CMS proposes 2027 changes to Medicare policies
The Centers for Medicare & Medicaid Services (CMS) has released a proposal outlining 2027 payment and policy updates to Medicare Advantage (otherwise known as Medicare Part C), a private‑plan alternative to Original Medicare, and Medicare Part D, the prescription drug benefit offered through Medicare‑approved private insurers that helps cover outpatient medications.
What Are The CMS’s Proposed Medicare Changes
The CMS has proposed several key changes for 2027, to make sure Medicare “works better for the people it serves,” and to “ensure beneficiaries continue to have affordable plan choices and reliable benefits.”
These changes include:
Net average payment change
The CMS projects a 0.09 percent average increase in year-over-year Medicare Advantage payments for 2027—more than $700 million in total—with an expected 2.54 percent average change after factoring in risk-score shifts, driven by changes in how patients are coded and population changes.
Risk adjustment updates
CMS is keeping its current risk‑adjustment system (Version 28), but is planning to use newer information—specifically, health diagnoses from 2023 and cost data from 2024 to help make sure the payments to Medicare Advantage plans “reflect more current costs associated with various diseases, conditions, and demographic characteristics.”
Unlinked chart review records
CMS wants to stop counting certain diagnoses that insurance plans report if those diagnoses aren’t linked to an actual doctor visit or medical service. Currently, some plans submit diagnoses from chart or paperwork reviews, which don’t come from a real appointment.
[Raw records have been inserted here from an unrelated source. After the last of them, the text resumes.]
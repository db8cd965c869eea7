//! # Recon Core
//!
//! Build history reconstruction for fog-of-war turn-based matches.
//!
//! The game service hands out one document per turn, showing only what the
//! viewer could see. This crate merges those partial views into one history
//! per unit and fills in the build turns that were never observed, using the
//! fact that unit ids increase in creation order.
//!
//! This crate contains **only** reconstruction logic:
//! - No network access
//! - No argument parsing
//! - No printing
//!
//! ## Crate Structure
//!
//! - [`wire`] - Serde model of the per-turn document
//! - [`snapshot`] - Typed turn input and action events
//! - [`roster`] - The two competing parties
//! - [`unit`] - Merged unit records
//! - [`registry`] - Turn-by-turn merge
//! - [`inference`] - Build-turn backfill from id ordering
//! - [`cost`] - Price table fallback
//! - [`report`] - Day groups, running totals, production ratios
//! - [`source`] - Turn source trait and fetch loop
//! - [`config`] - RON settings

#![forbid(unsafe_code)]
#![warn(missing_docs)]
#![warn(clippy::all, clippy::pedantic)]

pub mod config;
pub mod cost;
pub mod error;
pub mod inference;
pub mod registry;
pub mod report;
pub mod roster;
pub mod snapshot;
pub mod source;
pub mod unit;
pub mod wire;

/// Re-export commonly used types
pub mod prelude {
    pub use crate::config::ReconConfig;
    pub use crate::cost::CostResolver;
    pub use crate::error::{ReconError, Result};
    pub use crate::inference::{infer, InferenceSummary};
    pub use crate::registry::{MergeSummary, UnitRegistry};
    pub use crate::report::{
        aggregate, production_ratios, DayGroup, GroupSlot, RatioOptions, RatioReport,
        ReportFilter, UnitSummary,
    };
    pub use crate::roster::{Party, PartyId, Roster};
    pub use crate::snapshot::{ActionEvent, TurnSnapshot};
    pub use crate::source::{reconstruct, Reconstruction, SourceError, TurnSource};
    pub use crate::unit::{BuildTurn, Unit, UnitId, UnitKey};
    pub use crate::wire::{TurnDocument, UnitFields};
}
Starting in 2027, CMS says these “unlinked” diagnoses won’t count anymore when calculating how sick a patient is for payment purposes.
Star rating updates
CMS is updating the 2027 star ratings system—which is how Medicare grades Medicare Advantage and Part D plans each year—by:
- Providing a list of which disasters—such as a hurricane or a wildfire, for example—affect a plan’s performance when adjusting scores
- Making small clarifications to rating rules to make them clearer
- Telling plans exactly which performance measures will count toward their 2027 ratings and improvement scores
CMS Administrator Mehmet Oz, M.D. said: “By strengthening payment accuracy and modernizing risk adjustment, CMS is helping ensure beneficiaries continue to have affordable plan choices and reliable benefits, while protecting taxpayers from unnecessary spending that is not oriented towards addressing real health needs.”
Why It Matters
Medicare Advantage enrollment has grown rapidly in recent years, and payment policies influence plan benefits, premiums, and the stability of offerings available to beneficiaries nationwide.
CMS said the 2027 updates aim to align payments with actual health risk and reduce reliance on coding practices that are not tied to clinical services, a change the agency argued will protect beneficiaries and taxpayers while maintaining plan choice.
What People Are Saying
“These proposed payment policies are about making sure Medicare Advantage works better for the people it serves,” said CMS Administrator Mehmet Oz, M.D.
What Happens Next
Stakeholders, including plans, providers, and beneficiary advocates, may submit comments on the 2027 Advance Notice through February 25, 2026, after which CMS plans to issue the final Rate Announcement by April 6, 2026.
Separate but related rulemaking for Contract Year 2027 proposes broader program changes—such as streamlining Star Ratings measures, codifying Inflation Reduction Act Part D redesign elements, and adjusting enrollment flexibilities—which CMS published for comment had a deadline of January 26, 2026.